Record set:
━━━━━━━━

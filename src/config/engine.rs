//! Root engine configuration: heartbeat timing and named pools.

use std::env;
use std::time::Duration;

use serde::{Deserialize, Serialize};

use super::pool::{RejectionPolicy, ThreadPriority, WorkerPoolConfig};
use crate::core::ConfigError;

/// Pool used by the parallel entity update phase.
pub const ENTITY_POOL: &str = "entity-update";
/// Pool for fire-and-forget disk persistence.
pub const IO_POOL: &str = "io";

/// Heartbeat timing.
#[derive(Debug, Clone, PartialEq, Eq, Serialize, Deserialize)]
pub struct HeartbeatConfig {
    /// Period between ticks in milliseconds.
    pub period_ms: u64,
    /// Name of the pool used for the parallel entity phase.
    #[serde(default = "default_entity_pool")]
    pub entity_pool: String,
}

fn default_entity_pool() -> String {
    ENTITY_POOL.to_string()
}

impl Default for HeartbeatConfig {
    fn default() -> Self {
        Self {
            period_ms: 600,
            entity_pool: default_entity_pool(),
        }
    }
}

impl HeartbeatConfig {
    /// Tick period as a duration.
    #[must_use]
    pub const fn period(&self) -> Duration {
        Duration::from_millis(self.period_ms)
    }
}

/// Root configuration.
#[derive(Debug, Clone, PartialEq, Eq, Serialize, Deserialize)]
pub struct EngineConfig {
    /// Heartbeat settings.
    #[serde(default)]
    pub heartbeat: HeartbeatConfig,
    /// Pools created at startup.
    pub pools: Vec<WorkerPoolConfig>,
}

impl Default for EngineConfig {
    fn default() -> Self {
        Self {
            heartbeat: HeartbeatConfig::default(),
            pools: vec![
                WorkerPoolConfig::new()
                    .with_name(ENTITY_POOL)
                    .with_worker_count(num_cpus::get())
                    .with_max_queue_depth(4096)
                    .with_advisory_priority(ThreadPriority::High)
                    .with_prestart(true)
                    .with_rejection(RejectionPolicy::CallerRuns),
                WorkerPoolConfig::new()
                    .with_name(IO_POOL)
                    .with_worker_count(2)
                    .with_max_queue_depth(1024)
                    .with_advisory_priority(ThreadPriority::Low)
                    .with_idle_timeout_minutes(1),
            ],
        }
    }
}

impl EngineConfig {
    /// Validate heartbeat timing and every pool; pool names must be unique and
    /// the entity pool must exist.
    ///
    /// # Errors
    ///
    /// Returns `ConfigError::Invalid` describing the first problem found.
    pub fn validate(&self) -> Result<(), ConfigError> {
        if self.heartbeat.period_ms == 0 {
            return Err(ConfigError::Invalid(
                "heartbeat period_ms must be greater than 0".into(),
            ));
        }
        for (idx, pool) in self.pools.iter().enumerate() {
            pool.validate()
                .map_err(|e| ConfigError::Invalid(format!("pool `{}` invalid: {e}", pool.name)))?;
            if self.pools[..idx].iter().any(|p| p.name == pool.name) {
                return Err(ConfigError::Invalid(format!(
                    "pool `{}` defined more than once",
                    pool.name
                )));
            }
        }
        if self.pool(&self.heartbeat.entity_pool).is_none() {
            return Err(ConfigError::Invalid(format!(
                "entity pool `{}` is not defined",
                self.heartbeat.entity_pool
            )));
        }
        Ok(())
    }

    /// Look up a pool definition by name.
    #[must_use]
    pub fn pool(&self, name: &str) -> Option<&WorkerPoolConfig> {
        self.pools.iter().find(|p| p.name == name)
    }

    /// Parse configuration from a JSON string and validate.
    ///
    /// # Errors
    ///
    /// Returns a parse or validation error.
    pub fn from_json_str(input: &str) -> Result<Self, ConfigError> {
        let cfg: Self = serde_json::from_str(input)?;
        cfg.validate()?;
        Ok(cfg)
    }

    /// Build configuration from defaults overridden by environment variables,
    /// loading a `.env` file first if one exists.
    ///
    /// Recognised variables: `TICK_PERIOD_MS`, `ENTITY_POOL_WORKERS`,
    /// `ENTITY_POOL_QUEUE_DEPTH`, `POOL_REJECTION` (`caller_runs` or `abort`).
    ///
    /// # Errors
    ///
    /// Returns `ConfigError::Env` for unparsable values, or a validation error.
    pub fn from_env() -> Result<Self, ConfigError> {
        let _ = dotenvy::dotenv();
        let mut cfg = Self::default();

        if let Some(period) = env_parse::<u64>("TICK_PERIOD_MS")? {
            cfg.heartbeat.period_ms = period;
        }
        let entity_pool = cfg.heartbeat.entity_pool.clone();
        if let Some(pool) = cfg.pools.iter_mut().find(|p| p.name == entity_pool) {
            if let Some(workers) = env_parse::<usize>("ENTITY_POOL_WORKERS")? {
                pool.worker_count = workers;
            }
            if let Some(depth) = env_parse::<usize>("ENTITY_POOL_QUEUE_DEPTH")? {
                pool.max_queue_depth = depth;
            }
        }
        if let Ok(raw) = env::var("POOL_REJECTION") {
            let policy = match raw.trim() {
                "caller_runs" => RejectionPolicy::CallerRuns,
                "abort" => RejectionPolicy::Abort,
                _ => {
                    return Err(ConfigError::Env {
                        var: "POOL_REJECTION",
                        value: raw,
                    })
                }
            };
            for pool in &mut cfg.pools {
                pool.rejection = policy;
            }
        }

        cfg.validate()?;
        Ok(cfg)
    }
}

fn env_parse<T: std::str::FromStr>(var: &'static str) -> Result<Option<T>, ConfigError> {
    match env::var(var) {
        Ok(raw) => raw
            .trim()
            .parse()
            .map(Some)
            .map_err(|_| ConfigError::Env { var, value: raw }),
        Err(_) => Ok(None),
    }
}

#[cfg(test)]
mod tests {
    use super::*;

    #[test]
    fn test_default_config_is_valid() {
        let cfg = EngineConfig::default();
        assert!(cfg.validate().is_ok());
        assert_eq!(cfg.heartbeat.period(), Duration::from_millis(600));
        assert!(cfg.pool(ENTITY_POOL).is_some());
        assert!(cfg.pool(IO_POOL).is_some());
    }

    #[test]
    fn test_zero_period_rejected() {
        let mut cfg = EngineConfig::default();
        cfg.heartbeat.period_ms = 0;
        assert!(cfg.validate().is_err());
    }

    #[test]
    fn test_duplicate_pool_rejected() {
        let mut cfg = EngineConfig::default();
        cfg.pools.push(WorkerPoolConfig::new().with_name(IO_POOL));
        let err = cfg.validate().unwrap_err();
        assert!(err.to_string().contains("defined more than once"));
    }

    #[test]
    fn test_missing_entity_pool_rejected() {
        let mut cfg = EngineConfig::default();
        cfg.pools.retain(|p| p.name != ENTITY_POOL);
        assert!(cfg.validate().is_err());
    }

    #[test]
    fn test_from_json_str() {
        let cfg = EngineConfig::from_json_str(
            r#"{
                "heartbeat": {"period_ms": 50},
                "pools": [
                    {"name": "entity-update", "worker_count": 2, "max_queue_depth": 16,
                     "rejection": "caller_runs", "prestart": true}
                ]
            }"#,
        )
        .unwrap();
        assert_eq!(cfg.heartbeat.period_ms, 50);
        assert_eq!(cfg.heartbeat.entity_pool, ENTITY_POOL);
        assert_eq!(cfg.pools[0].rejection, RejectionPolicy::CallerRuns);
    }

    #[test]
    fn test_from_json_str_parse_error() {
        let err = EngineConfig::from_json_str("{not json").unwrap_err();
        assert!(matches!(err, ConfigError::Parse(_)));
    }
}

━━━━━━━━

Copy each line above containing the string "Result".

    pub fn validate(&self) -> Result<(), ConfigError> {
    pub fn from_json_str(input: &str) -> Result<Self, ConfigError> {
    pub fn from_env() -> Result<Self, ConfigError> {
fn env_parse<T: std::str::FromStr>(var: &'static str) -> Result<Option<T>, ConfigError> {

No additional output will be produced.